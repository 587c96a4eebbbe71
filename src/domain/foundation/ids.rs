//! Strongly-typed identifier value objects.

use serde::{Deserialize, Serialize};
use std::fmt;
use std::str::FromStr;
use uuid::Uuid;

use super::ValidationError;

/// Unique identifier for one open outbound event stream.
///
/// Allocated by the connection registry when a stream is opened and unique
/// among the currently registered connections.
#[derive(Debug, Clone, Copy, PartialEq, Eq, Hash, Serialize, Deserialize)]
#[serde(transparent)]
pub struct ConnectionId(Uuid);

impl ConnectionId {
    /// Creates a new random ConnectionId.
    pub fn new() -> Self {
        Self(Uuid::new_v4())
    }

    /// Creates a ConnectionId from an existing UUID.
    pub fn from_uuid(uuid: Uuid) -> Self {
        Self(uuid)
    }

    /// Returns the inner UUID.
    pub fn as_uuid(&self) -> &Uuid {
        &self.0
    }
}

impl Default for ConnectionId {
    fn default() -> Self {
        Self::new()
    }
}

impl fmt::Display for ConnectionId {
    fn fmt(&self, f: &mut fmt::Formatter<'_>) -> fmt::Result {
        write!(f, "{}", self.0)
    }
}

impl FromStr for ConnectionId {
    type Err = uuid::Error;

    fn from_str(s: &str) -> Result<Self, Self::Err> {
        Ok(Self(Uuid::parse_str(s)?))
    }
}

/// User identifier (opaque, supplied by the auth provider).
///
/// Several connections may share one `UserId` (multiple tabs or devices).
#[derive(Debug, Clone, PartialEq, Eq, Hash, Serialize, Deserialize)]
#[serde(try_from = "String", into = "String")]
pub struct UserId(String);

impl UserId {
    /// Creates a new UserId, returning error if empty.
    pub fn new(id: impl Into<String>) -> Result<Self, ValidationError> {
        let id = id.into();
        if id.is_empty() {
            return Err(ValidationError::empty_field("user_id"));
        }
        Ok(Self(id))
    }

    /// Returns the inner string slice.
    pub fn as_str(&self) -> &str {
        &self.0
    }
}

impl fmt::Display for UserId {
    fn fmt(&self, f: &mut fmt::Formatter<'_>) -> fmt::Result {
        write!(f, "{}", self.0)
    }
}

impl TryFrom<String> for UserId {
    type Error = ValidationError;

    fn try_from(value: String) -> Result<Self, Self::Error> {
        Self::new(value)
    }
}

impl From<UserId> for String {
    fn from(id: UserId) -> Self {
        id.0
    }
}
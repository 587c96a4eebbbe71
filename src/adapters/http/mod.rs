//! HTTP adapters - axum router, middleware and endpoint modules.

pub mod middleware;
pub mod notification;
mod router;

pub use notification::NotificationAppState;
pub use router::build_router;
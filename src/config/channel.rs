//! Client channel configuration
//!
//! Used by processes that subscribe to a remote notification stream
//! through `ChannelSubscription`.

use serde::Deserialize;
use std::time::Duration;

use super::error::ValidationError;

/// Reconnecting subscription settings
#[derive(Debug, Clone, Deserialize)]
pub struct ChannelConfig {
    /// Stream endpoint to subscribe to; unset disables the client
    pub url: Option<String>,

    /// Failed attempts tolerated before giving up
    #[serde(default = "default_max_retries")]
    pub max_retries: u32,

    /// Delay before the first reconnect, in milliseconds
    #[serde(default = "default_initial_retry_delay")]
    pub initial_retry_delay_ms: u64,

    /// Upper bound on the reconnect delay, in milliseconds
    #[serde(default = "default_max_retry_delay")]
    pub max_retry_delay_ms: u64,
}

impl ChannelConfig {
    /// Initial retry delay as Duration
    pub fn initial_retry_delay(&self) -> Duration {
        Duration::from_millis(self.initial_retry_delay_ms)
    }

    /// Maximum retry delay as Duration
    pub fn max_retry_delay(&self) -> Duration {
        Duration::from_millis(self.max_retry_delay_ms)
    }

    /// Validate channel configuration
    pub fn validate(&self) -> Result<(), ValidationError> {
        if let Some(url) = &self.url {
            if !url.starts_with("http://") && !url.starts_with("https://") {
                return Err(ValidationError::InvalidChannelUrl);
            }
        }
        if self.initial_retry_delay_ms == 0 || self.initial_retry_delay_ms > self.max_retry_delay_ms {
            return Err(ValidationError::InvalidRetryDelays);
        }
        Ok(())
    }
}

impl Default for ChannelConfig {
    fn default() -> Self {
        Self {
            url: None,
            max_retries: default_max_retries(),
            initial_retry_delay_ms: default_initial_retry_delay(),
            max_retry_delay_ms: default_max_retry_delay(),
        }
    }
}

fn default_max_retries() -> u32 {
    10
}

fn default_initial_retry_delay() -> u64 {
    1_000
}

fn default_max_retry_delay() -> u64 {
    30_000
}
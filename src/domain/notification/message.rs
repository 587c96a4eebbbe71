//! Logical push message and its SSE wire framing.
//!
//! A frame is a run of `field: value` lines closed by a blank line:
//!
//! ```text
//! id: 42
//! event: notification
//! retry: 5000
//! data: {"title":"New comment"}
//!
//! ```
//!
//! The framing is a wire contract read by generic EventSource clients, so
//! the output for a given message never varies.

use std::borrow::Cow;

use serde::{Deserialize, Serialize};
use serde_json::{json, Value};

use crate::domain::foundation::{ConnectionId, Timestamp};

/// Event name sent once on every new connection.
pub const CONNECTED_EVENT: &str = "connected";

/// Event name of the liveness broadcast.
pub const HEARTBEAT_EVENT: &str = "heartbeat";

/// Event type a receiver assumes when a frame carries no `event:` line.
pub const DEFAULT_EVENT_TYPE: &str = "message";

/// One logical message to push to a connection.
///
/// Transient: built, framed and dropped per send.
#[derive(Debug, Clone, PartialEq, Serialize, Deserialize)]
#[serde(rename_all = "camelCase")]
pub struct SseMessage {
    /// Event name; receivers default to `"message"` when absent.
    #[serde(default, skip_serializing_if = "Option::is_none")]
    pub event: Option<String>,

    /// Payload. Strings are sent as-is, anything else as compact JSON.
    pub data: Value,

    /// Event id, echoed back by clients in `Last-Event-ID`.
    #[serde(default, skip_serializing_if = "Option::is_none")]
    pub id: Option<String>,

    /// Suggested client reconnection delay in milliseconds.
    #[serde(default, skip_serializing_if = "Option::is_none")]
    pub retry_hint_ms: Option<u64>,
}

impl SseMessage {
    /// Creates an unnamed message carrying `data`.
    pub fn new(data: impl Into<Value>) -> Self {
        Self {
            event: None,
            data: data.into(),
            id: None,
            retry_hint_ms: None,
        }
    }

    /// Creates a named event carrying `data`.
    pub fn event(name: impl Into<String>, data: impl Into<Value>) -> Self {
        Self::new(data).with_event(name)
    }

    /// Sets the event name.
    pub fn with_event(mut self, name: impl Into<String>) -> Self {
        self.event = Some(name.into());
        self
    }

    /// Sets the event id.
    pub fn with_id(mut self, id: impl Into<String>) -> Self {
        self.id = Some(id.into());
        self
    }

    /// Sets the suggested reconnection delay.
    pub fn with_retry_hint(mut self, retry_ms: u64) -> Self {
        self.retry_hint_ms = Some(retry_ms);
        self
    }

    /// The synthetic frame every connection receives right after registration.
    pub fn connected(connection_id: &ConnectionId, at: Timestamp) -> Self {
        Self::event(
            CONNECTED_EVENT,
            json!({
                "connectionId": connection_id.to_string(),
                "timestamp": at.to_rfc3339(),
            }),
        )
    }

    /// The liveness frame broadcast on each heartbeat.
    pub fn heartbeat(at: Timestamp) -> Self {
        Self::event(HEARTBEAT_EVENT, json!({ "timestamp": at.to_rfc3339() }))
    }

    /// Renders this message as one wire frame.
    pub fn frame(&self) -> String {
        frame(self)
    }
}

/// Serializes a message into SSE wire text.
///
/// Emits, in order: `id:`, `event:`, `retry:` (only when > 0), one `data:`
/// line per line of the serialized payload, then a blank line. The result
/// always ends in exactly two newlines.
pub fn frame(message: &SseMessage) -> String {
    let mut out = String::new();

    if let Some(id) = message.id.as_deref().filter(|id| !id.is_empty()) {
        push_field(&mut out, "id", &single_line(id));
    }

    if let Some(event) = message.event.as_deref().filter(|e| !e.is_empty()) {
        push_field(&mut out, "event", &single_line(event));
    }

    if let Some(retry) = message.retry_hint_ms.filter(|ms| *ms > 0) {
        push_field(&mut out, "retry", &retry.to_string());
    }

    let data = payload_text(&message.data);
    for segment in split_lines(&data) {
        push_field(&mut out, "data", segment);
    }

    out.push('\n');
    out
}

fn push_field(out: &mut String, name: &str, value: &str) {
    out.push_str(name);
    out.push_str(": ");
    out.push_str(value);
    out.push('\n');
}

fn payload_text(data: &Value) -> Cow<'_, str> {
    match data {
        Value::String(text) => Cow::Borrowed(text.as_str()),
        other => Cow::Owned(other.to_string()),
    }
}

/// `id` and `event` must stay on one line or they would open a new field.
fn single_line(value: &str) -> Cow<'_, str> {
    if value.contains(['\r', '\n']) {
        Cow::Owned(value.replace("\r\n", " ").replace(['\r', '\n'], " "))
    } else {
        Cow::Borrowed(value)
    }
}

/// Splits on every SSE line terminator (`\r\n`, `\n`, `\r`).
///
/// Always yields at least one segment, so an empty payload still produces
/// a single `data:` line.
pub(crate) fn split_lines(text: &str) -> Vec<&str> {
    let bytes = text.as_bytes();
    let mut segments = Vec::new();
    let mut start = 0;
    let mut i = 0;

    while i < bytes.len() {
        match bytes[i] {
            b'\n' => {
                segments.push(&text[start..i]);
                i += 1;
                start = i;
            }
            b'\r' => {
                segments.push(&text[start..i]);
                i += if bytes.get(i + 1) == Some(&b'\n') { 2 } else { 1 };
                start = i;
            }
            _ => i += 1,
        }
    }

    segments.push(&text[start..]);
    segments
}

#[cfg(test)]
mod tests {
    use super::*;
    use proptest::prelude::*;

    #[test]
    fn frames_all_fields_in_order() {
        let msg = SseMessage::event("notification", "hello")
            .with_id("42")
            .with_retry_hint(5000);

        assert_eq!(
            frame(&msg),
            "id: 42\nevent: notification\nretry: 5000\ndata: hello\n\n"
        );
    }

    #[test]
    fn frames_data_only_message() {
        let msg = SseMessage::new("ping");
        assert_eq!(frame(&msg), "data: ping\n\n");
    }

    #[test]
    fn structured_data_is_compact_json() {
        let msg = SseMessage::new(json!({"a": 1, "b": [true, null]}));
        assert_eq!(frame(&msg), "data: {\"a\":1,\"b\":[true,null]}\n\n");
    }

    #[test]
    fn multi_line_text_becomes_multiple_data_lines() {
        let msg = SseMessage::new("line one\nline two\r\nline three");
        assert_eq!(
            frame(&msg),
            "data: line one\ndata: line two\ndata: line three\n\n"
        );
    }

    #[test]
    fn zero_retry_hint_is_omitted() {
        let msg = SseMessage::new("x").with_retry_hint(0);
        assert_eq!(frame(&msg), "data: x\n\n");
    }

    #[test]
    fn empty_id_and_event_are_omitted() {
        let msg = SseMessage::new("x").with_id("").with_event("");
        assert_eq!(frame(&msg), "data: x\n\n");
    }

    #[test]
    fn line_breaks_in_event_name_cannot_inject_fields() {
        let msg = SseMessage::event("evil\ndata: injected", "x");
        assert_eq!(frame(&msg), "event: evil data: injected\ndata: x\n\n");
    }

    #[test]
    fn empty_payload_still_has_one_data_line() {
        let msg = SseMessage::new("");
        assert_eq!(frame(&msg), "data: \n\n");
    }

    #[test]
    fn connected_message_carries_connection_id() {
        let id = ConnectionId::new();
        let msg = SseMessage::connected(&id, Timestamp::now());

        assert_eq!(msg.event.as_deref(), Some(CONNECTED_EVENT));
        assert_eq!(msg.data["connectionId"], json!(id.to_string()));
        assert!(msg.data["timestamp"].is_string());
    }

    #[test]
    fn heartbeat_message_carries_timestamp() {
        let msg = SseMessage::heartbeat(Timestamp::now());
        assert_eq!(msg.event.as_deref(), Some(HEARTBEAT_EVENT));
        assert!(msg.data["timestamp"].is_string());
    }

    proptest! {
        #[test]
        fn frame_ends_with_exactly_two_newlines(text in ".*", event in proptest::option::of("[a-z]{1,12}")) {
            let mut msg = SseMessage::new(text);
            msg.event = event;
            let framed = frame(&msg);

            prop_assert!(framed.ends_with("\n\n"));
            prop_assert!(!framed.ends_with("\n\n\n"));
        }

        #[test]
        fn one_data_line_per_segment(text in "[a-z \\n\\r]{0,64}") {
            let msg = SseMessage::new(text.clone());
            let framed = frame(&msg);
            let data_lines = framed.lines().filter(|l| l.starts_with("data: ")).count();

            prop_assert_eq!(data_lines, split_lines(&text).len());
        }

        #[test]
        fn framing_is_deterministic(text in ".*", id in "[0-9]{0,6}") {
            let msg = SseMessage::new(text).with_id(id);
            prop_assert_eq!(frame(&msg), frame(&msg.clone()));
        }
    }
}
//! Axum router configuration for notification endpoints.

use axum::{routing::get, Router};

use super::handlers::{get_presence, stream_notifications, NotificationAppState};

/// Create the notification API router.
///
/// # Routes
///
/// - `GET /stream` - Open an SSE stream; identity from the auth middleware
/// - `GET /presence` - Connection and distinct user counts
pub fn notification_routes() -> Router<NotificationAppState> {
    Router::new()
        .route("/stream", get(stream_notifications))
        .route("/presence", get(get_presence))
}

# # # # #

__What to work on__. Set down verbatim only the lines between the start of the data above and the line with "Self(Uuid::new_v4())", both boundaries included.

__Solution to the exercise__.
repository 587c96a4eebbbe71
filename src/domain/foundation/ids.rs
//! Strongly-typed identifier value objects.

use serde::{Deserialize, Serialize};
use std::fmt;
use std::str::FromStr;
use uuid::Uuid;

use super::ValidationError;

/// Unique identifier for one open outbound event stream.
///
/// Allocated by the connection registry when a stream is opened and unique
/// among the currently registered connections.
#[derive(Debug, Clone, Copy, PartialEq, Eq, Hash, Serialize, Deserialize)]
#[serde(transparent)]
pub struct ConnectionId(Uuid);

impl ConnectionId {
    /// Creates a new random ConnectionId.
    pub fn new() -> Self {
        Self(Uuid::new_v4())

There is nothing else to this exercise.